** THE DATA follows **

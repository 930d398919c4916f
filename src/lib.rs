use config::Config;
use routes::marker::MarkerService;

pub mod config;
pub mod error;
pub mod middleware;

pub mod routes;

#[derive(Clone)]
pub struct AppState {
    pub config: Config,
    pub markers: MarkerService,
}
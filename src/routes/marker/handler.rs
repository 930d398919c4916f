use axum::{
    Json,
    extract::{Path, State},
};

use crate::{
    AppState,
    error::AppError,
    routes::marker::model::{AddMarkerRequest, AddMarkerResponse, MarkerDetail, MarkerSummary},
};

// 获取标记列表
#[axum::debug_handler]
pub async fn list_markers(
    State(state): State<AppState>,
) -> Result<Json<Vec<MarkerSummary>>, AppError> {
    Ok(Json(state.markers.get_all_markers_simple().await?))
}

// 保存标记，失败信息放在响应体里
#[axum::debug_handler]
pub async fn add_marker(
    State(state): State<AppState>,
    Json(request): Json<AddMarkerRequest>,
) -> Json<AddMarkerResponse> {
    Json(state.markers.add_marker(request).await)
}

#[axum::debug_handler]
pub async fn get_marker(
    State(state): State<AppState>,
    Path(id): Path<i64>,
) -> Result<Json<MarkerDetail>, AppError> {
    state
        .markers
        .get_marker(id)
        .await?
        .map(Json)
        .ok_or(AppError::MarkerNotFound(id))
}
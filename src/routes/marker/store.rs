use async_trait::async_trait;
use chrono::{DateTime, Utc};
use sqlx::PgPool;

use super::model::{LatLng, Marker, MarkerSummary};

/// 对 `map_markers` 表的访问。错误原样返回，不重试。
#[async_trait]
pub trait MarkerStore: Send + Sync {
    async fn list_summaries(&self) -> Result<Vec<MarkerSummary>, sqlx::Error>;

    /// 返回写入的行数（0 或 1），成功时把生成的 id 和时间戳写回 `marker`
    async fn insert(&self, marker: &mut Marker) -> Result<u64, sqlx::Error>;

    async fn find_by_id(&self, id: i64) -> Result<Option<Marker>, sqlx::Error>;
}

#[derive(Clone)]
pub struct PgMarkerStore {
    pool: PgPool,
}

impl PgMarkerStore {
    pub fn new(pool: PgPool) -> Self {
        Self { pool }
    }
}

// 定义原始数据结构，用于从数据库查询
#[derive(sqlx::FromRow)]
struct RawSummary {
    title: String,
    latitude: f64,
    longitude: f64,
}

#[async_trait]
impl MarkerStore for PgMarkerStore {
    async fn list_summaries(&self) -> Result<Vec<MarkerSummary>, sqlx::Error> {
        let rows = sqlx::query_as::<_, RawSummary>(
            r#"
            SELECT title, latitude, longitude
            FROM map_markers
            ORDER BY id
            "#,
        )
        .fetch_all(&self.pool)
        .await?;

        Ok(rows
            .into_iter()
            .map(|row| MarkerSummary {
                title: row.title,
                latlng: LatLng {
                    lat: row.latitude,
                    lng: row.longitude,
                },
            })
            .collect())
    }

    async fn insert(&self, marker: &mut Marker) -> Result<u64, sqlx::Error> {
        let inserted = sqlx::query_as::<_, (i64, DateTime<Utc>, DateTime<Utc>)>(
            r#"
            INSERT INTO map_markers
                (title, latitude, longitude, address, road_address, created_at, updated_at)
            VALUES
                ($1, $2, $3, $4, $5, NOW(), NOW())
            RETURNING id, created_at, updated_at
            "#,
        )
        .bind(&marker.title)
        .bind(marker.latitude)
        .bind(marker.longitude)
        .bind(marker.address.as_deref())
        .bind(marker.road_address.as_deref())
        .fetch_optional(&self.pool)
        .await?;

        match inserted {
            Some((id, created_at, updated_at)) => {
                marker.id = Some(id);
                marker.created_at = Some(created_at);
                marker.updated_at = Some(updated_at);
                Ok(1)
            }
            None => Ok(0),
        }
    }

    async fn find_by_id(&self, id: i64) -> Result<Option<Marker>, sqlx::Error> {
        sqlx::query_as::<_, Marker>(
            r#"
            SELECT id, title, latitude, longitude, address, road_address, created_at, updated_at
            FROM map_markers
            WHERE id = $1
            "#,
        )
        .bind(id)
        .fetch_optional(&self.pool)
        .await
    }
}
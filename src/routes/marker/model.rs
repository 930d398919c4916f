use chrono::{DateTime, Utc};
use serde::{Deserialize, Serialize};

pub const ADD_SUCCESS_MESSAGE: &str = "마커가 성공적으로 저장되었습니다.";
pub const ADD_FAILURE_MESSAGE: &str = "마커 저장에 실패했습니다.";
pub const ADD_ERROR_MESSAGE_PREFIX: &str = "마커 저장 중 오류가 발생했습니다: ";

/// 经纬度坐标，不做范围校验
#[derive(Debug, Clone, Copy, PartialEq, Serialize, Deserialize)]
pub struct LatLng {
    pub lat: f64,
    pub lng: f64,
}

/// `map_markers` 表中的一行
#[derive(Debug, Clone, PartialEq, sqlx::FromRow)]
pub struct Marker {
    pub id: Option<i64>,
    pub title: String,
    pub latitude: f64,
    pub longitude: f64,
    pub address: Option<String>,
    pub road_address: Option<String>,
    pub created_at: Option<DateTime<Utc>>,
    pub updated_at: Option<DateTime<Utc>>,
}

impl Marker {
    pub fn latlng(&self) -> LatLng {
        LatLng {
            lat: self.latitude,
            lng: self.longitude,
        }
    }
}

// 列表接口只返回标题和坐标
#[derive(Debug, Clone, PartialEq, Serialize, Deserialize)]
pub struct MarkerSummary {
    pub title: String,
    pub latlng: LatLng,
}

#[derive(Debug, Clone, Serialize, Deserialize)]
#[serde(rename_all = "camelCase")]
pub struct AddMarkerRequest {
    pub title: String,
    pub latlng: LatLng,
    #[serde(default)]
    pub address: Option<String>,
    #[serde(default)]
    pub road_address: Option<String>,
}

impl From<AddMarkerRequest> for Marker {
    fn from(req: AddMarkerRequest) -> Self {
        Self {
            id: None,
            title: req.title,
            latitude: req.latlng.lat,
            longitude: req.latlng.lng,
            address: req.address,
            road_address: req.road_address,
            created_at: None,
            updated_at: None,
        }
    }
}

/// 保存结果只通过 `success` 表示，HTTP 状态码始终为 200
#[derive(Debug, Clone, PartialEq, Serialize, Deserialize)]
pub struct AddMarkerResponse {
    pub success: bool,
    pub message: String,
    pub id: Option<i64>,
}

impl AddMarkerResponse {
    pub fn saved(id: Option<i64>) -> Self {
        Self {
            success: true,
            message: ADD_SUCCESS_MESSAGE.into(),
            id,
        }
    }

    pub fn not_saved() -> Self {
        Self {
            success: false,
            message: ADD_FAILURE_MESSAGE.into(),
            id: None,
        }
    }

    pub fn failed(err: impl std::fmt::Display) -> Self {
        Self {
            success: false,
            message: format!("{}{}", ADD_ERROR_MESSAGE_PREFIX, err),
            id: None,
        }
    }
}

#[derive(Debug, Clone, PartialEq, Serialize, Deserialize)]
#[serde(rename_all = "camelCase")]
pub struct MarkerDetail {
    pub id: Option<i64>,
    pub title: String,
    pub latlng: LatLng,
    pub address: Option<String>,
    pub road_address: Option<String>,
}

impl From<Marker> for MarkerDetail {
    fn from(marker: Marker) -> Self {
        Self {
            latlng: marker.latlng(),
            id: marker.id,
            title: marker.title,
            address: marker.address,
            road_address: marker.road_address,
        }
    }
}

** End of THE DATA **
** THE DATA follows **

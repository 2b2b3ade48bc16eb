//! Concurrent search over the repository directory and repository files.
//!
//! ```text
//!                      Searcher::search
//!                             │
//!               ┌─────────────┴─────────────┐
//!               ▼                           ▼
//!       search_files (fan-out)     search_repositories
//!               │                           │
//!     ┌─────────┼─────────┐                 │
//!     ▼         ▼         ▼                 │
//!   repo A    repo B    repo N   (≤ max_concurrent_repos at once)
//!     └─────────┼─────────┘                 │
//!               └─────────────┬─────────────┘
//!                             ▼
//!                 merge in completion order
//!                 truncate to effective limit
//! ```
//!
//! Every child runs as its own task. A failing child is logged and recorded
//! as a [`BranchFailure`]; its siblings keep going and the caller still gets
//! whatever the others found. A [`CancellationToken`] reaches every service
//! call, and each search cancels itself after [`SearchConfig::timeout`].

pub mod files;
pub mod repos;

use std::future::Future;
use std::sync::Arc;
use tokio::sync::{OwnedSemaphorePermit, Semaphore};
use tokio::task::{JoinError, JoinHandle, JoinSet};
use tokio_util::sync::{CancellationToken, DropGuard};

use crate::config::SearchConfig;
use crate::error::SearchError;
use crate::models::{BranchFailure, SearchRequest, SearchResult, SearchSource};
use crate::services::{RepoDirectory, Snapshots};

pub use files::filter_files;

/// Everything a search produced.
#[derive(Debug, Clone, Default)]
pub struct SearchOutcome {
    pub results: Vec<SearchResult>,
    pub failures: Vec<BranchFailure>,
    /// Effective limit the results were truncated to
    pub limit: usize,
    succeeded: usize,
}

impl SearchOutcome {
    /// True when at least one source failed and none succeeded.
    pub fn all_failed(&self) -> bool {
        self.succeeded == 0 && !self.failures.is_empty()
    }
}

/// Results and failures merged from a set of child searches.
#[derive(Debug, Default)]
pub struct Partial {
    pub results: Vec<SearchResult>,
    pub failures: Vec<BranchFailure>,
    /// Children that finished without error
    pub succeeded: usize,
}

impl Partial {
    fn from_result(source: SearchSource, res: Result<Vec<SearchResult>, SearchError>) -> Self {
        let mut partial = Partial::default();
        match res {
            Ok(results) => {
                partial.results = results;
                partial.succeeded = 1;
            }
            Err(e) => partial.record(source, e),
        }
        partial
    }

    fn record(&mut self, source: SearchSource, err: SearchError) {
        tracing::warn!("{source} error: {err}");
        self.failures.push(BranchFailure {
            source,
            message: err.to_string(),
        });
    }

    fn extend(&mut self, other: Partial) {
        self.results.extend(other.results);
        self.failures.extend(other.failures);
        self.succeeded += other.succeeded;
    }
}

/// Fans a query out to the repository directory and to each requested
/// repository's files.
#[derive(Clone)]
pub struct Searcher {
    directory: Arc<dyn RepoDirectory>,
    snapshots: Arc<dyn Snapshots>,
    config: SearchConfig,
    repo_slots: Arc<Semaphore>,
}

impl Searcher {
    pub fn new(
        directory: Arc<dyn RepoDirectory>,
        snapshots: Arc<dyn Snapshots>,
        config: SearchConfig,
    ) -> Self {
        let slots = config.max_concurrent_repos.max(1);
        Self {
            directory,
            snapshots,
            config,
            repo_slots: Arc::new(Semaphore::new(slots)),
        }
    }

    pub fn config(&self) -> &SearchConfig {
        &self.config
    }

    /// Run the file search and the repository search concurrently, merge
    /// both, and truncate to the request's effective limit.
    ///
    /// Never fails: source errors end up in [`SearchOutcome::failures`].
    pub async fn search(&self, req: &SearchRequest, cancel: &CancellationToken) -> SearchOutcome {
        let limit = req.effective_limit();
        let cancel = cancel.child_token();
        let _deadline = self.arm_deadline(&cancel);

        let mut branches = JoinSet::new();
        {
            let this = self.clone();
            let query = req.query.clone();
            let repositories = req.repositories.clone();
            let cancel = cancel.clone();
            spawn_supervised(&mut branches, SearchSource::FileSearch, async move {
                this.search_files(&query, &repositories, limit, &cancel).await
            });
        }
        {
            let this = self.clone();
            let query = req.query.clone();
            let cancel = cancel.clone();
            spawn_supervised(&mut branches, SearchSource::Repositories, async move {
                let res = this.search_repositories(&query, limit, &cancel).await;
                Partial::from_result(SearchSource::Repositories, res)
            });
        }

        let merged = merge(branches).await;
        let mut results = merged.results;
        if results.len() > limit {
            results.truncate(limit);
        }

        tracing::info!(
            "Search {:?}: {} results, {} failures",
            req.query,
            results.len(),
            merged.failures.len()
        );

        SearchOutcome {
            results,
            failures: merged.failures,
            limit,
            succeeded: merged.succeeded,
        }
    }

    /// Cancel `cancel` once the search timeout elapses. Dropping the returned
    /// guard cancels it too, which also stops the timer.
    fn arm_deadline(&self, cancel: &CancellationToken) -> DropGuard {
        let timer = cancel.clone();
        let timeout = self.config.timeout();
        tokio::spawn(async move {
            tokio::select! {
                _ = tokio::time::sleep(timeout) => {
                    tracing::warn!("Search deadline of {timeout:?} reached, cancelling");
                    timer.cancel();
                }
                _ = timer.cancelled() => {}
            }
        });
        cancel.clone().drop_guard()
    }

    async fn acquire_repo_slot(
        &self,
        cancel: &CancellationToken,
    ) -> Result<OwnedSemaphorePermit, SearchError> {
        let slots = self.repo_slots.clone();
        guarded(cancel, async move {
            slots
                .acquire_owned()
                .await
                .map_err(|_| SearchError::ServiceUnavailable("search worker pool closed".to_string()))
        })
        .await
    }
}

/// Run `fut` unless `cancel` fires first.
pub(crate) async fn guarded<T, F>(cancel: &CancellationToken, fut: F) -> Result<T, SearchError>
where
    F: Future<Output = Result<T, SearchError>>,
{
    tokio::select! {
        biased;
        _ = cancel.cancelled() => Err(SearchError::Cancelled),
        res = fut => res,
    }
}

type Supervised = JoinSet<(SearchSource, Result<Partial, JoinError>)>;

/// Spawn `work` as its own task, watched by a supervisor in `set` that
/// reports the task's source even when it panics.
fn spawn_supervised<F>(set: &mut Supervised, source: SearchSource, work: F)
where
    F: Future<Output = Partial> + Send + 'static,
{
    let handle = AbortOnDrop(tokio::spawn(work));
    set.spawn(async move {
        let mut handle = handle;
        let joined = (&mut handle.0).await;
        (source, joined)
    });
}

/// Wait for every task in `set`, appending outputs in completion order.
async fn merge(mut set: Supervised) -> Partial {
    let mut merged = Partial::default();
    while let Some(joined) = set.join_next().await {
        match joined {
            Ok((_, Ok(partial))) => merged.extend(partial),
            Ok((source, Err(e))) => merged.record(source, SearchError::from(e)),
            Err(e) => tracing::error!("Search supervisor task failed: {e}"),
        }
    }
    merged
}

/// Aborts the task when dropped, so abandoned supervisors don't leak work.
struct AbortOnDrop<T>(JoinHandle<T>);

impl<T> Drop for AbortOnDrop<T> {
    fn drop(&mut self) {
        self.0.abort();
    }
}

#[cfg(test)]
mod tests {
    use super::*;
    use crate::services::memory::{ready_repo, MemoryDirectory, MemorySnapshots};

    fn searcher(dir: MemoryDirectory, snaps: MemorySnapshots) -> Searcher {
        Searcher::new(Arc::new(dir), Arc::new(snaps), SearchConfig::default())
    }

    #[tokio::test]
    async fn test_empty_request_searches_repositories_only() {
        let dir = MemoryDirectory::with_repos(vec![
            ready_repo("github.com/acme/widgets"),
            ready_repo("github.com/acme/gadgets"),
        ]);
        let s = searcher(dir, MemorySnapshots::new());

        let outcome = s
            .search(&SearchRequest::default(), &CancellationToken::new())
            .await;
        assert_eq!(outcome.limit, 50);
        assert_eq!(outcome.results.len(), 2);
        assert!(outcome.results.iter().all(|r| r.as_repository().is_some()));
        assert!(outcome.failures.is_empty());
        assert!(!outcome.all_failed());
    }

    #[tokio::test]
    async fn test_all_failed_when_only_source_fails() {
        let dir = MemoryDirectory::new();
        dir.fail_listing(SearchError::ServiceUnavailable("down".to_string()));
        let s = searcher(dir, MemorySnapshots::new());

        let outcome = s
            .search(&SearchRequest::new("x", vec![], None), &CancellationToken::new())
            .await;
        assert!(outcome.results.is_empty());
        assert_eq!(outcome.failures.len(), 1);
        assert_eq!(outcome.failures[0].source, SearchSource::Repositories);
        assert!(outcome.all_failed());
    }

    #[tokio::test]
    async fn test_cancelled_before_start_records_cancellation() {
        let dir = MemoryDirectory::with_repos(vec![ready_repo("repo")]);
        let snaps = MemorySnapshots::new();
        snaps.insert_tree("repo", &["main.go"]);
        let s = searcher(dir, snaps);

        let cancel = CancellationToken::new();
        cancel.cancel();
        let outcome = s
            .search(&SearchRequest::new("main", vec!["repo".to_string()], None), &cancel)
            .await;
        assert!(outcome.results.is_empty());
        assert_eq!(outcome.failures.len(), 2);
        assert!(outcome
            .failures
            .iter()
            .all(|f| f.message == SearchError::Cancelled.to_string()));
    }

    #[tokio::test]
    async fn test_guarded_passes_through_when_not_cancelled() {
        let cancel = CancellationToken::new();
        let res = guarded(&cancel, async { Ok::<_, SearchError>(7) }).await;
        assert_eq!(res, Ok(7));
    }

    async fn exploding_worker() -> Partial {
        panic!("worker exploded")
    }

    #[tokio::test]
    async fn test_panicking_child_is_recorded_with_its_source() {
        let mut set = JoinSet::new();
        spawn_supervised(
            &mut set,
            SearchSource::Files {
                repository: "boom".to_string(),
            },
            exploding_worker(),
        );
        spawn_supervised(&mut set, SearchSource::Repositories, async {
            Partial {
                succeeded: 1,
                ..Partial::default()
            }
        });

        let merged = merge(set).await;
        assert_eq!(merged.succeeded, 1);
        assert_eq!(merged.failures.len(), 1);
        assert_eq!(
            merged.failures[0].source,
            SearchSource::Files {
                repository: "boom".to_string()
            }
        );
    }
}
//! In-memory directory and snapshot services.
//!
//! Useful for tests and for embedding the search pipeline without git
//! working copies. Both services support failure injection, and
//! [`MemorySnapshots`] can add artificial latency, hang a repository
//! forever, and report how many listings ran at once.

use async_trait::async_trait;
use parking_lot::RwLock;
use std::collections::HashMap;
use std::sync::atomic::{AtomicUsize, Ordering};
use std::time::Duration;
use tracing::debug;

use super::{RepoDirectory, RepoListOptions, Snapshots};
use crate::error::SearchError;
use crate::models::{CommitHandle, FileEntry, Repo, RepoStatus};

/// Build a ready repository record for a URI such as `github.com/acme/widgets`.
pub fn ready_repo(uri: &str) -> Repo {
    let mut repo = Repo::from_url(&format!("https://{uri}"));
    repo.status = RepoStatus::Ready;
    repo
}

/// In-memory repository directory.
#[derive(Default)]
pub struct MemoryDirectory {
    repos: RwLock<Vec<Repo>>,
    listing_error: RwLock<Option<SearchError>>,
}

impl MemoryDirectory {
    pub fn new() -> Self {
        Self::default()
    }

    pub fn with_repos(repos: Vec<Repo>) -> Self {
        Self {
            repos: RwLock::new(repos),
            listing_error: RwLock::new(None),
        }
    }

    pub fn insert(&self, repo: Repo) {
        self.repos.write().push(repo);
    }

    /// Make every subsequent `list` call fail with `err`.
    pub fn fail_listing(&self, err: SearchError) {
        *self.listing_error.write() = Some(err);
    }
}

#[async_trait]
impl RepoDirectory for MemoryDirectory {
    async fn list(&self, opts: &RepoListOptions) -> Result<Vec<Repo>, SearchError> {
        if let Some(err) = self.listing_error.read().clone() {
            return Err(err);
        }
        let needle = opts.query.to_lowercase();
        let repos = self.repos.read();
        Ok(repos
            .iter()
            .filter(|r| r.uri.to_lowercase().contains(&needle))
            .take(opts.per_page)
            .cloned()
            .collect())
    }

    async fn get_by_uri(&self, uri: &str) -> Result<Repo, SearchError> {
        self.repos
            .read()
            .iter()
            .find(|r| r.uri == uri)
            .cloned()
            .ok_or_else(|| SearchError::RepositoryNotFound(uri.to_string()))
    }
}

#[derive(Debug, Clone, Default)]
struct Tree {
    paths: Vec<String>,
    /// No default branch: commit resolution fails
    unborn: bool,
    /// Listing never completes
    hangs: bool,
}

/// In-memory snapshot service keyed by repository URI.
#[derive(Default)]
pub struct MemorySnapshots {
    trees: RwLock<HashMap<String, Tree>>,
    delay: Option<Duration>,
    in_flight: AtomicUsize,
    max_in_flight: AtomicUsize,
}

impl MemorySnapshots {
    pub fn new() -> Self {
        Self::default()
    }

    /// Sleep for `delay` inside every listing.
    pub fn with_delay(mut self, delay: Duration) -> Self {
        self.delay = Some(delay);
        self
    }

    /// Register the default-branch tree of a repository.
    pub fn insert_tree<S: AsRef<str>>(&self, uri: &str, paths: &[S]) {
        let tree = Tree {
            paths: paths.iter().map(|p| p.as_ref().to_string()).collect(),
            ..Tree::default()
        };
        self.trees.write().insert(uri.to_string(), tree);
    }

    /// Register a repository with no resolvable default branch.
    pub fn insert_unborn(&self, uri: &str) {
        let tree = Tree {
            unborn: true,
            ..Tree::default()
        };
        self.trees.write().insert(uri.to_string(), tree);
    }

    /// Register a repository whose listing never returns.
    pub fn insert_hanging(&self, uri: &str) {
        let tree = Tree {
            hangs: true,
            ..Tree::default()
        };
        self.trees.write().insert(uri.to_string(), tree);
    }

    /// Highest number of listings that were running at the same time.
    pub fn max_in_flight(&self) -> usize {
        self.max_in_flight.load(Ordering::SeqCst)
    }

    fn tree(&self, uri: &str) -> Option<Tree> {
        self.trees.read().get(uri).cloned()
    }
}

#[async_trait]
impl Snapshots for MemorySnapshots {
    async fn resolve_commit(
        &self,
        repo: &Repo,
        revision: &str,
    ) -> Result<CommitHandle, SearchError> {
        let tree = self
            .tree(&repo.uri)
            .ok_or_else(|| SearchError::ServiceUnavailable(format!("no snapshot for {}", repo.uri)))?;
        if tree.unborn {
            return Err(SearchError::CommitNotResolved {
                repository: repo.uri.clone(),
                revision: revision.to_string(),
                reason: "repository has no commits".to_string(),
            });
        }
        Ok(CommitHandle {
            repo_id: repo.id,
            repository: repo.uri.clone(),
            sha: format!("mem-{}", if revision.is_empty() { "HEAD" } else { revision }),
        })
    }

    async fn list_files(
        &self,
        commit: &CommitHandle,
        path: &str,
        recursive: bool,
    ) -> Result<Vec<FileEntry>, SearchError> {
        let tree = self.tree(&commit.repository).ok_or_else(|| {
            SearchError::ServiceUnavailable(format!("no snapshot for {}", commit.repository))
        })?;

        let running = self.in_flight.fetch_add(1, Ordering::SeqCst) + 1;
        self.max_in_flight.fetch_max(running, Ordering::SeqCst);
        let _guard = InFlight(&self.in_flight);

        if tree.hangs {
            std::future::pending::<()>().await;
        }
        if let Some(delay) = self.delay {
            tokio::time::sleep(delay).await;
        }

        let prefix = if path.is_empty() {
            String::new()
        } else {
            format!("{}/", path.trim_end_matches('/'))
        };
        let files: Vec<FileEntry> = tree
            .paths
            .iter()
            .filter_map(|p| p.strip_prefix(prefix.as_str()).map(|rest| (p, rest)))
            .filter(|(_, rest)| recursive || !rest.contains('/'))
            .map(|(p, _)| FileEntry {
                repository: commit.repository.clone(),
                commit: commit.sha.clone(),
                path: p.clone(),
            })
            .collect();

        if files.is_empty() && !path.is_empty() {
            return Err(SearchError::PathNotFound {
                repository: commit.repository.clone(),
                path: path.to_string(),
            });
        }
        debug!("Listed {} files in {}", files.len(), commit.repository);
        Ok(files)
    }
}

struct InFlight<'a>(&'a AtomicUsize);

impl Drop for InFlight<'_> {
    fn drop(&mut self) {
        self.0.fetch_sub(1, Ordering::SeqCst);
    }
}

** End of THE DATA **

# YOUR OBJECTIVE
Lines holding the word "const" should be copied from the entries above.

# EXERCISE RESULT
pub const ADD_SUCCESS_MESSAGE: &str = "마커가 성공적으로 저장되었습니다.";
pub const ADD_FAILURE_MESSAGE: &str = "마커 저장에 실패했습니다.";
pub const ADD_ERROR_MESSAGE_PREFIX: &str = "마커 저장 중 오류가 발생했습니다: ";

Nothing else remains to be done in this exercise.